[Input data]
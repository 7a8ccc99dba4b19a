use crate::error::CollectionError;
use resmon_addon::ResourceKind;
use serde_json::Value;
use std::collections::HashMap;
use std::fmt;
use std::sync::Arc;

/// Samples one resource kind.
///
/// Collectors are synchronous and run on the pipeline's worker pool, so they
/// may block briefly. The pipeline never calls the same collector twice at
/// once.
pub trait Collector: Send + Sync {
    fn collect(&self) -> Result<Value, CollectionError>;

    /// Whether a call already waits out the refresh interval (for example an
    /// interval-averaged CPU reading). The producer then skips its own sleep.
    fn paces_itself(&self) -> bool {
        false
    }
}

impl<F> Collector for F
where
    F: Fn() -> Result<Value, CollectionError> + Send + Sync,
{
    fn collect(&self) -> Result<Value, CollectionError> {
        self()
    }
}

/// Pin a closure to the collector signature, so its return type is inferred.
pub fn from_fn<F>(func: F) -> F
where
    F: Fn() -> Result<Value, CollectionError> + Send + Sync,
{
    func
}

/// The collectors a pipeline samples from, one per resource kind.
#[derive(Clone, Default)]
pub struct CollectorSet {
    collectors: HashMap<ResourceKind, Arc<dyn Collector>>,
}

impl CollectorSet {
    pub fn new() -> Self {
        Self::default()
    }

    /// Register a collector, replacing any previous one for the same kind.
    pub fn insert<C: Collector + 'static>(&mut self, kind: ResourceKind, collector: C) -> &mut Self {
        self.collectors.insert(kind, Arc::new(collector));
        self
    }

    /// Builder-style [`CollectorSet::insert`].
    pub fn with<C: Collector + 'static>(mut self, kind: ResourceKind, collector: C) -> Self {
        self.insert(kind, collector);
        self
    }

    pub fn insert_shared(&mut self, kind: ResourceKind, collector: Arc<dyn Collector>) -> &mut Self {
        self.collectors.insert(kind, collector);
        self
    }

    pub fn get(&self, kind: ResourceKind) -> Option<&Arc<dyn Collector>> {
        self.collectors.get(&kind)
    }

    pub fn iter(&self) -> impl Iterator<Item = (ResourceKind, &Arc<dyn Collector>)> + '_ {
        self.collectors.iter().map(|(kind, collector)| (*kind, collector))
    }

    /// Take every collector in `other`, replacing ours for the same kinds.
    pub fn extend(&mut self, other: CollectorSet) -> &mut Self {
        self.collectors.extend(other.collectors);
        self
    }

    pub fn contains(&self, kind: ResourceKind) -> bool {
        self.collectors.contains_key(&kind)
    }

    pub fn len(&self) -> usize {
        self.collectors.len()
    }

    pub fn is_empty(&self) -> bool {
        self.collectors.is_empty()
    }
}

impl fmt::Debug for CollectorSet {
    fn fmt(&self, f: &mut fmt::Formatter<'_>) -> fmt::Result {
        let mut kinds: Vec<_> = self.collectors.keys().copied().collect();
        kinds.sort();
        f.debug_struct("CollectorSet").field("kinds", &kinds).finish()
    }
}
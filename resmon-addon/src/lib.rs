//! resmon-addon - Addon contract for the resmon telemetry pipeline
//!
//! Addons are the caller-supplied routines that consume live telemetry:
//! - `UnifiedAddon` receives one stream of joined records covering every monitored kind
//! - `KindAddon` receives the stream of a single resource kind
//!
//! Both are async traits, so an addon that blocks the scheduler or takes the
//! wrong input simply does not compile. The closure adapters in [`unified_fn`]
//! and [`kind_fn`] cover the common case of a single async function.

mod func;
mod registry;
mod types;

use async_trait::async_trait;
use thiserror::Error;

pub use func::{kind_fn, unified_fn, KindFn, UnifiedFn};
pub use registry::AddonRegistry;
pub use types::{JoinedRecord, RecordStream, ResourceKind, Snapshot, SnapshotStream, UnknownKind};

#[derive(Debug, Clone, Error)]
pub enum AddonError {
    #[error("Addon failed: {0}")]
    Failed(String),

    #[error("{0}")]
    Other(String),
}

pub type Result<T> = std::result::Result<T, AddonError>;

/// Processes the unified stream: one record per round, each holding a
/// snapshot of every monitored kind.
///
/// `process` is called once per pipeline run and should return once the
/// stream ends, which happens when the pipeline stops.
#[async_trait]
pub trait UnifiedAddon: Send + Sync {
    fn name(&self) -> &str;

    async fn process(&self, item: RecordStream) -> Result<()>;
}

/// Processes the snapshots of one resource kind.
///
/// The same addon may be registered for several kinds; it is then run once
/// per kind with that kind's stream.
#[async_trait]
pub trait KindAddon: Send + Sync {
    fn name(&self) -> &str;

    async fn process(&self, kind: ResourceKind, item: SnapshotStream) -> Result<()>;
}
//! Example: Joined host telemetry
//!
//! Samples memory, cpu and network together and prints the newest joined
//! record once a second.

use resmon::{host_collectors, LatestRecordAddon, Pipeline, PipelineOptions, ResourceKind};
use std::sync::Arc;
use std::time::Duration;

#[tokio::main]
async fn main() -> anyhow::Result<()> {
    println!("resmon - Unified Monitor Example\n");

    tracing_subscriber::fmt()
        .with_env_filter(
            tracing_subscriber::EnvFilter::from_default_env()
                .add_directive("resmon_core=debug".parse()?),
        )
        .init();

    let (latest, mut records) = LatestRecordAddon::new();
    let options = PipelineOptions::new()
        .with_monitoring(vec![ResourceKind::Memory, ResourceKind::Cpu, ResourceKind::Network])
        .with_refresh_interval(Duration::from_millis(500))
        .with_channel_capacity(4)
        .with_unified_addon(Arc::new(latest));
    let collectors = host_collectors(options.refresh_interval);

    let pipeline = Pipeline::new(options, collectors)?;
    pipeline.start().await;

    for _ in 0..5 {
        tokio::time::sleep(Duration::from_secs(1)).await;
        if records.has_changed()? {
            if let Some(record) = records.borrow_and_update().as_ref() {
                println!("round {}:", record.round());
                for (kind, snapshot) in record.iter() {
                    println!("  {:<8} {}", kind, snapshot.data());
                }
            }
        }
    }

    pipeline.stop().await?;
    println!("\nstats: {:#?}", pipeline.all_stats());
    Ok(())
}
//! Example: One addon per resource kind
//!
//! Memory and swap get a closure addon that prints usage; disk is logged
//! through the tracing addon.

use futures::StreamExt;
use resmon::{
    host_collectors, kind_fn, AddonError, Pipeline, PipelineOptions, ResourceKind, SnapshotStream,
    TracingAddon,
};
use std::sync::Arc;
use std::time::Duration;

#[tokio::main]
async fn main() -> anyhow::Result<()> {
    println!("resmon - Per-Kind Monitor Example\n");

    tracing_subscriber::fmt()
        .with_env_filter(
            tracing_subscriber::EnvFilter::from_default_env()
                .add_directive("resmon_std=info".parse()?),
        )
        .init();

    let usage = kind_fn("usage", |kind, mut snapshots: SnapshotStream| async move {
        while let Some(snapshot) = snapshots.next().await {
            let percent = snapshot.data()["percent"].as_f64().unwrap_or_default();
            println!("{:<6} #{:<3} {:>5.1}%", kind, snapshot.sequence(), percent);
        }
        Ok::<(), AddonError>(())
    });

    let options = PipelineOptions::new()
        .with_monitoring(vec![ResourceKind::Memory, ResourceKind::Swap, ResourceKind::Disk])
        .with_refresh_interval_secs(0.5)
        .with_kind_addon(ResourceKind::Memory, Arc::clone(&usage))
        .with_kind_addon(ResourceKind::Swap, usage)
        .with_kind_addon(ResourceKind::Disk, Arc::new(TracingAddon::named("disk-log")));
    let collectors = host_collectors(options.refresh_interval);

    let pipeline = Pipeline::new(options, collectors)?;
    pipeline.start().await;
    tokio::time::sleep(Duration::from_secs(3)).await;
    pipeline.stop().await?;

    for (kind, stats) in pipeline.all_stats() {
        println!("{}: {} collected, {} failed", kind, stats.collected, stats.failed);
    }
    Ok(())
}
[/Input data]
**Task prompt:**
Each line of the data that holds the word "extend" should be copied.

**Exercise output:**
    pub fn extend(&mut self, other: CollectorSet) -> &mut Self {
        self.collectors.extend(other.collectors);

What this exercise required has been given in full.